TravelCenters' C-store Ops on an Upswing
WESTLAKE, Ohio — TravelCenters of America LLC's efforts to boost non-fuel growth are paying off, as reflected in the company's third-quarter 2016 financial results.
"In the third quarter, we continued to execute our integration and ramp-up plans for our newly acquired standalone convenience store and restaurant sites. We also continued to improve operations at our existing locations," Thomas O'Brien, CEO of TravelCenters of America, reported during the company's third-quarter earnings call Tuesday morning.
These efforts produced consolidated third-quarter results that included increases in fuel volume (up 3.1 percent), fuel gross margin (up 7.3 percent), and non-fuel gross margin (up 10.9 percent). In addition, net income was up 11.7 percent and adjusted EBITDA rose 14.7 percent vs. the third quarter of 2015, he explained.
"These results were achieved in the face of continued pressure on volume from increased fuel efficiency and a more recent softness in freight volume, both of which contributed to a 4.7-percent decline in same-site fuel volume," O'Brien explained.
Still, TravelCenters "successfully outpaced these headwinds in key operating areas," he added. Specifically, the company managed fuel gross margin by balancing fuel pricing decisions with their impact on fuel sales volume. As a result, TravelCenters increased per-gallon fuel gross margin on a consolidated basis to 19.4 cents, or $110 million in total. That amounted to an increase of 7.3 percent compared to a year ago.
According to O'Brien, "positive change in fuel gross margin was achieved on a consolidated basis, while same-site fuel gross margin experienced a modest decline of 0.7 percent."
Gains in the same-site travel centers segment overwhelmed the per-gallon margin decline in the same-site convenience store segment, he noted.
Looking beyond the forecourt, TravelCenters grew non-fuel revenue by 10.7 percent and non-fuel gross margin by 10.9 percent year over year during the third quarter. At the same time, site-level operating expenses increased by only 8 percent in the latest quarter, according to the executive.
"I believe the third quarter of 2016 is another indication that our non-fuel and expense strategies are continuing to move us in the right direction," he said, adding that the potential for increased contribution to operating results from the continued ramp-up of TravelCenters' recent acquisitions is the most obvious of the potential drivers to bottom-line growth in the near term.
Since the company's acquisition program began in 2011, the company has invested nearly $800 million to purchase and improve travel centers, standalone c-stores and standalone restaurants. These investments have produced site-level gross margin in excess of site-level operating expenses of $90 million for the 12 months ended Sept. 30 — $10.7 million, or 13.4 percent, over the amount generated over the 12 months ended June 30.
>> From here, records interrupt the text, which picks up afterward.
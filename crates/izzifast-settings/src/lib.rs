//! izzifast Settings Crate
//!
//! Loads, validates and saves the configuration that tells the controller how
//! to reach the unit and which defaults to apply on startup.

pub mod config;
pub mod error;

pub use config::{Config, ConnectionSettings, ConnectionType};
pub use error::{ConfigError, Result, SettingsError};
"I've been pleased with how things are coming together and our convenience store segment represented 12 percent of the consolidated fuel volume and 16 percent of the consolidated fuel revenue in the 2016 third quarter, compared to 6 percent and 9 percent, respectively, during the same period last year," O'Brien said.
With only 77 of TravelCenters' 233 standalone c-stores included in the same-site measures, the chief executive believes the company will see additional contributions from this segment going forward.
"I'm confident that we can realize the expected results from these sites as planned improvements in terms of both capital investments and operating and marketing programs are completed at these locations," he said.
With respect to additional acquisitions, O'Brien said TravelCenters continues to look, "but currently — particularly in convenience stores — seller expectations of price remain high in our view. While this can obviously change quickly, unless and until it does, we have plenty to do."
TravelCenters' already-agreed-upon transactions total roughly $19 million, and the company remains focused on ramp-up and integration plans.
O'Brien anticipates the company's efforts to drive internal growth opportunities "will continue unabated."
Westlake-based TravelCenters of America operates travel centers in 43 states in the United States and in Canada, standalone convenience stores in 11 states, and standalone restaurants in 15 states.
Its travel centers operate under the TravelCenters of America, TA, Petro Stopping Centers and Petro brand names and offer diesel and gasoline fueling, restaurants, truck repair services, travel/convenience stores and other services that are designed to provide attractive and efficient travel experiences to professional drivers and other motorists.
The company's convenience stores operate principally under the Minit Mart brand name and offer gasoline fueling, as well as nonfuel products and services such as coffee, groceries, fresh food offerings and other convenience items.
Its standalone restaurants operate principally under the Quaker Steak & Lube brand name.